“Il Patto del Nazareno vale, certo che vale. Ma c’è la regola delle regole, l’accordo che ha consentito di stringere il Patto. Vale a dire: i contenuti sarebbero stati modificabili sulla base di un discuterne insieme tra i due contraenti, e comunque con il consenso dell’altra parte. Per nove volte, tra mutazione di tempi e di soglie, bicameralismo a geometria variabile, Forza Italia ha dato il suo assenso, per puro senso di responsabilità di Silvio Berlusconi, e anche perché le modifiche non rappresentavano il ribaltamento del primigenio consenso sui contenuti confezionati sulla base del modello spagnolo il 18 gennaio scorso”. Lo scrive ‘Il Mattinale’, la nota politica redatta dallo staff del gruppo Forza Italia della Camera dei deputati.

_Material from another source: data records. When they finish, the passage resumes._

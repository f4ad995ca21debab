// mod.rs - Alignment and tree file loaders

use std::path::Path;
use std::str::FromStr;
use crate::data::alignment::Alignment;

pub mod fasta;
pub mod newick;
pub mod phylip;

pub use fasta::load_fasta;
pub use newick::{load_newick, parse_newick};
pub use phylip::load_phylip;

/// Supported alignment input formats
#[derive(Debug, Clone, Copy, PartialEq, Eq)]
pub enum AlignmentFormat {
    Fasta,
    Phylip,
}

impl FromStr for AlignmentFormat {
    type Err = String;

    fn from_str(s: &str) -> Result<Self, Self::Err> {
        match s.to_lowercase().as_str() {
            "fasta" | "fa" => Ok(AlignmentFormat::Fasta),
            "phylip" | "phy" => Ok(AlignmentFormat::Phylip),
            _ => Err(format!(
                "Invalid alignment format: {}. Use: fasta, phylip",
                s
            )),
        }
    }
}

impl AlignmentFormat {
    /// Guess the format from a file extension
    pub fn from_extension(path: &Path) -> Option<Self> {
        match path.extension()?.to_str()?.to_lowercase().as_str() {
            "fasta" | "fa" | "fna" | "fas" | "aln" => Some(AlignmentFormat::Fasta),
            "phy" | "phylip" => Some(AlignmentFormat::Phylip),
            _ => None,
        }
    }
}

/// Load an alignment, auto-detecting the format from the extension when
/// no explicit format is given
pub fn load_alignment(path: &Path, format: Option<AlignmentFormat>) -> Result<Alignment, String> {
    let format = match format.or_else(|| AlignmentFormat::from_extension(path)) {
        Some(f) => f,
        None => {
            return Err(format!(
                "Cannot detect alignment format of '{}'; use --input-format fasta|phylip",
                path.display()
            ))
        }
    };
    match format {
        AlignmentFormat::Fasta => load_fasta(path),
        AlignmentFormat::Phylip => load_phylip(path),
    }
}

#[cfg(test)]
mod tests {
    use super::*;

    #[test]
    fn test_format_from_str() {
        assert_eq!(
            AlignmentFormat::from_str("FASTA").unwrap(),
            AlignmentFormat::Fasta
        );
        assert_eq!(
            AlignmentFormat::from_str("phy").unwrap(),
            AlignmentFormat::Phylip
        );
        assert!(AlignmentFormat::from_str("nexus").is_err());
    }

    #[test]
    fn test_format_from_extension() {
        assert_eq!(
            AlignmentFormat::from_extension(Path::new("x.fasta")),
            Some(AlignmentFormat::Fasta)
        );
        assert_eq!(
            AlignmentFormat::from_extension(Path::new("x.phy")),
            Some(AlignmentFormat::Phylip)
        );
        assert_eq!(AlignmentFormat::from_extension(Path::new("x.bin")), None);
    }
}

“La modifica che ora propone Renzi è radicale quanto a filosofia. Si passa dal bipolarismo spagnolo al bipartitismo fiorentino, grazie al premio di lista. Berlusconi non ha detto di no. Vuole però vedere le carte. La domanda è: Renzi pensa quel che dice, cioè vuole un leale bipartitismo, o sta esercitando una astuzia leonina? Noi siamo leali, lui finora meno, molto meno. Temiamo che il suo disegno non sia quello di costruire un sistema liberale all’americana, con presidenzialismo, pesi e contrappesi, spoil-system, ma un monopartitismo imperfetto, che vuole imporci per una analisi opportunistica. Andando ora ad elezioni a sinistra ci sarebbe un solo grande partito, gonfiato dal servilismo dei media e dai provvedimenti elettoralistici in corso d’opera; nel centrodestra abbiamo un partito maggiore oggi con il leader incatenato (e speriamo ancora per pochissimo) e con altre forze rilevanti e con indubbia originalità identitaria. Logico che in questa contingenza, la mossa di Renzi appare leonina, specie se come suggeriscono molti retroscenisti nasconda un ricatto. Del tipo: o mangia sta minestra o ne offriamo un’altra ai grillini che ammazza il centrodestra”.
“Attenzione. Berlusconi è leale, lealissimo, ma è tutto meno che un pirla. Gli incidenti parlamentari sono in agguato. E non perché ci siano congiure, ma per la legge dei grandi numeri. Oramai se ne sono sfiorati innumerevoli. E prima o poi la roulette russa finisce male”, conclude ‘Il Mattinale’.